Going ‘green’ is more than shopping at Whole Foods and driving a Prius

Environmentalism in the US today has come to simply mean buying the right products. What if you can’t afford them?

Fresh produce at Whole Foods. Photograph: Damian Dovarganes/AP

As environmentalism goes mainstream, corporations are marketing the word “green” as a panacea for the world’s climate crisis. Today the word describes a set of prescribed, mostly consumerist actions: buy local, organic and fresh; go vegan; eat in season; skip the elevator, take the stairs. “Green” has come to mean shopping at Whole Foods and possessing a Prius. Meanwhile, leading corporate polluters like BP and ExxonMobil place commercials on CNN advertising their “green” practices.

It should come as no surprise, then, that “green” lifestyles don’t resonate with low-income communities; being “green” involves a set of behaviors that are financially or culturally inaccessible to millions of Americans. This presents a major problem for the environmental movement. If it is going to be successful, environmentalism simply cannot afford to be demographically segregated or isolated from the pathos of economic disparity.

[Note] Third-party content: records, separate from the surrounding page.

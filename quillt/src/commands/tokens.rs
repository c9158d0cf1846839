//! Tokens command implementation.
//!
//! Scans one file and lists its tokens on stdout, with any diagnostics
//! rendered to stderr.

use std::io::Write;
use std::path::PathBuf;

use quill_lex::{scan, Token};
use quill_util::{ColorConfig, Handler};
use tracing::debug;

use crate::commands::common::{
    print_diagnostics, read_source, stderr_emitter, OutputFormat, TokenRecord,
};
use crate::commands::traits::{Command, CommandResult};
use crate::error::Result;

/// Arguments for the tokens command.
#[derive(Debug, Clone)]
pub struct TokensArgs {
    /// File to scan.
    pub file: PathBuf,
    /// Listing format.
    pub format: OutputFormat,
    /// Include the end-of-input token in the listing.
    pub show_eof: bool,
    /// Diagnostic coloring.
    pub color: ColorConfig,
}

/// Tokens command handler.
pub struct TokensCommand {
    args: TokensArgs,
}

impl TokensCommand {
    /// Execute the command.
    pub fn run(&self) -> Result<CommandResult> {
        let source = read_source(&self.args.file)?;
        let mut handler = Handler::new();
        let tokens = scan(source.content(), &mut handler);
        debug!(
            file = %source.name(),
            tokens = tokens.len(),
            errors = handler.error_count(),
            "scanned file"
        );

        let listing = self.render(&tokens)?;
        let mut stdout = std::io::stdout().lock();
        stdout.write_all(listing.as_bytes())?;
        stdout.flush()?;

        print_diagnostics(&stderr_emitter(self.args.color), &handler, &source);

        let mut result = CommandResult::default();
        result.record_file(handler.error_count());
        Ok(result)
    }

    /// Render the token listing in the requested format.
    pub fn render(&self, tokens: &[Token<'_>]) -> Result<String> {
        let records: Vec<TokenRecord> = tokens
            .iter()
            .filter(|token| self.args.show_eof || !token.is_eof())
            .map(TokenRecord::from)
            .collect();

        let mut out = match self.args.format {
            OutputFormat::Text => records
                .iter()
                .map(TokenRecord::to_text)
                .collect::<Vec<_>>()
                .join("\n"),
            OutputFormat::Json => serde_json::to_string_pretty(&records)?,
        };
        if !out.is_empty() {
            out.push('\n');
        }
        Ok(out)
    }
}

impl Command for TokensCommand {
    type Args = TokensArgs;

    fn new(args: Self::Args) -> Self {
        Self { args }
    }

    fn execute(&self) -> Result<CommandResult> {
        debug!(command = Self::name(), "executing command");
        self.run()
    }

    fn name() -> &'static str {
        "tokens"
    }
}

/// Run the tokens command.
pub fn run_tokens(args: TokensArgs) -> Result<CommandResult> {
    TokensCommand::new(args).execute()
}

#[cfg(test)]
mod tests {
    use super::*;

    fn command(format: OutputFormat, show_eof: bool) -> TokensCommand {
        TokensCommand::new(TokensArgs {
            file: PathBuf::from("unused.ql"),
            format,
            show_eof,
            color: ColorConfig::Never,
        })
    }

    #[test]
    fn test_render_text() {
        let mut handler = Handler::new();
        let tokens = scan("1 + 2", &mut handler);
        let listing = command(OutputFormat::Text, true).render(&tokens).unwrap();

        assert_eq!(
            listing,
            "1:1  number  \"1\"  1 (decimal)\n\
             1:3  plus  \"+\"\n\
             1:5  number  \"2\"  2 (decimal)\n\
             1:6  eof  \"\"\n"
        );
    }

    #[test]
    fn test_render_without_eof() {
        let mut handler = Handler::new();
        let tokens = scan("", &mut handler);
        let listing = command(OutputFormat::Text, false).render(&tokens).unwrap();
        assert_eq!(listing, "");
    }

    #[test]
    fn test_render_json() {
        let mut handler = Handler::new();
        let tokens = scan("7n;", &mut handler);
        let listing = command(OutputFormat::Json, false).render(&tokens).unwrap();

        let value: serde_json::Value = serde_json::from_str(&listing).unwrap();
        let records = value.as_array().unwrap();
        assert_eq!(records.len(), 2);
        assert_eq!(records[0]["kind"], "number");
        assert_eq!(records[0]["lexeme"], "7n");
        assert_eq!(records[0]["value"], "7n");
        assert_eq!(records[0]["format"], "decimal");
        assert_eq!(records[1]["kind"], "semicolon");
    }

    #[test]
    fn test_command_name() {
        assert_eq!(TokensCommand::name(), "tokens");
    }
}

The environmental movement needs to do a better job of connecting issues of race, class, poverty and sustainability; in short, it has to become a broader social movement. And people of color need visibility in the movement. By that, I don’t mean Barack Obama presiding over environmental policy from the White House or Lisa Jackson heading the Environmental Protection Agency during Obama’s first term. I mean the recognition that sustainable survival practices in poor communities are just as significant as solar panels and LED lights. Ultimately this is where the citizenry of the planet can and must come together in order to move forward.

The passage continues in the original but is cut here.